- Try it
From the first record to the last, write each one out again exactly.

- Data to examine
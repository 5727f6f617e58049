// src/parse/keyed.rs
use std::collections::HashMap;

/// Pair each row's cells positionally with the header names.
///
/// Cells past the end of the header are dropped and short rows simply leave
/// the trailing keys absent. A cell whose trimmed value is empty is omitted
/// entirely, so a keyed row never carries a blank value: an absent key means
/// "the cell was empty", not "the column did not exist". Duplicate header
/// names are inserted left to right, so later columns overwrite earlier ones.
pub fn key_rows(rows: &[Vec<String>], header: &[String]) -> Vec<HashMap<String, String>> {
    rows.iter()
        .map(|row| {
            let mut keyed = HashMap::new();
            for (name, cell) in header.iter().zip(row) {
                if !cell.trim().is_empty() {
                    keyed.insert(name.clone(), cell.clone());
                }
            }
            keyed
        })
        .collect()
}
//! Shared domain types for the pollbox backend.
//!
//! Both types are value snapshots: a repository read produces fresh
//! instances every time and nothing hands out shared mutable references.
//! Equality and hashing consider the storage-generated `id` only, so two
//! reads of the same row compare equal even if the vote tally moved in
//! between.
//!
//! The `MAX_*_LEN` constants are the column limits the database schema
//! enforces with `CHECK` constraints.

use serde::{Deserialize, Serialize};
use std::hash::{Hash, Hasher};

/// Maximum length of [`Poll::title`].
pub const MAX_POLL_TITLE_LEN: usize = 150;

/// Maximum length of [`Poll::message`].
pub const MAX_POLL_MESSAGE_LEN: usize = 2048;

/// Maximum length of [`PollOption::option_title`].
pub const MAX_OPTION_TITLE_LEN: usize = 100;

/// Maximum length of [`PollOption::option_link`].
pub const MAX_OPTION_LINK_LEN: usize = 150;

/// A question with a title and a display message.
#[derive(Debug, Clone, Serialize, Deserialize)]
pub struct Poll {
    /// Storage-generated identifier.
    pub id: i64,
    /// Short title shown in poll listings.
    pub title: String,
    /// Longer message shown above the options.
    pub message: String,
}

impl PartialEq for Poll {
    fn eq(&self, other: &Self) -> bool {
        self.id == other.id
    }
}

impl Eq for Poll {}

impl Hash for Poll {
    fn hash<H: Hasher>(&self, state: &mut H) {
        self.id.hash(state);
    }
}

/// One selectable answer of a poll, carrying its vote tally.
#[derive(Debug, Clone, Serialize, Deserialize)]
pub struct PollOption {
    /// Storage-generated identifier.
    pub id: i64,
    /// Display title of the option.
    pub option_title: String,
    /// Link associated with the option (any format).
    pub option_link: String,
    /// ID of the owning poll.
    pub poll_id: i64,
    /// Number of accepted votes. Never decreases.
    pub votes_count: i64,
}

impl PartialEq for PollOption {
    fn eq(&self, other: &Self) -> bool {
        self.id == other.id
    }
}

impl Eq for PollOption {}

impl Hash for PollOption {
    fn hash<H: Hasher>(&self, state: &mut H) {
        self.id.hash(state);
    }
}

- Expected answer
repository 5727f6f617e58049
// src/parse/keyed.rs
use std::collections::HashMap;

/// Pair each row's cells positionally with the header names.
///
/// Cells past the end of the header are dropped and short rows simply leave
/// the trailing keys absent. A cell whose trimmed value is empty is omitted
/// entirely, so a keyed row never carries a blank value: an absent key means
/// "the cell was empty", not "the column did not exist". Duplicate header
/// names are inserted left to right, so later columns overwrite earlier ones.
pub fn key_rows(rows: &[Vec<String>], header: &[String]) -> Vec<HashMap<String, String>> {
    rows.iter()
        .map(|row| {
            let mut keyed = HashMap::new();
            for (name, cell) in header.iter().zip(row) {
                if !cell.trim().is_empty() {
                    keyed.insert(name.clone(), cell.clone());
                }
            }
            keyed
        })
        .collect()
}
//! Shared domain types for the pollbox backend.
//!
//! Both types are value snapshots: a repository read produces fresh
//! instances every time and nothing hands out shared mutable references.
//! Equality and hashing consider the storage-generated `id` only, so two
//! reads of the same row compare equal even if the vote tally moved in
//! between.
//!
//! The `MAX_*_LEN` constants are the column limits the database schema
//! enforces with `CHECK` constraints.

use serde::{Deserialize, Serialize};
use std::hash::{Hash, Hasher};

/// Maximum length of [`Poll::title`].
pub const MAX_POLL_TITLE_LEN: usize = 150;

/// Maximum length of [`Poll::message`].
pub const MAX_POLL_MESSAGE_LEN: usize = 2048;

/// Maximum length of [`PollOption::option_title`].
pub const MAX_OPTION_TITLE_LEN: usize = 100;

/// Maximum length of [`PollOption::option_link`].
pub const MAX_OPTION_LINK_LEN: usize = 150;

/// A question with a title and a display message.
#[derive(Debug, Clone, Serialize, Deserialize)]
pub struct Poll {
    /// Storage-generated identifier.
    pub id: i64,
    /// Short title shown in poll listings.
    pub title: String,
    /// Longer message shown above the options.
    pub message: String,
}

impl PartialEq for Poll {
    fn eq(&self, other: &Self) -> bool {
        self.id == other.id
    }
}

impl Eq for Poll {}

impl Hash for Poll {
    fn hash<H: Hasher>(&self, state: &mut H) {
        self.id.hash(state);
    }
}

/// One selectable answer of a poll, carrying its vote tally.
#[derive(Debug, Clone, Serialize, Deserialize)]
pub struct PollOption {
    /// Storage-generated identifier.
    pub id: i64,
    /// Display title of the option.
    pub option_title: String,
    /// Link associated with the option (any format).
    pub option_link: String,
    /// ID of the owning poll.
    pub poll_id: i64,
    /// Number of accepted votes. Never decreases.
    pub votes_count: i64,
}

impl PartialEq for PollOption {
    fn eq(&self, other: &Self) -> bool {
        self.id == other.id
    }
}

impl Eq for PollOption {}

impl Hash for PollOption {
    fn hash<H: Hasher>(&self, state: &mut H) {
        self.id.hash(state);
    }
}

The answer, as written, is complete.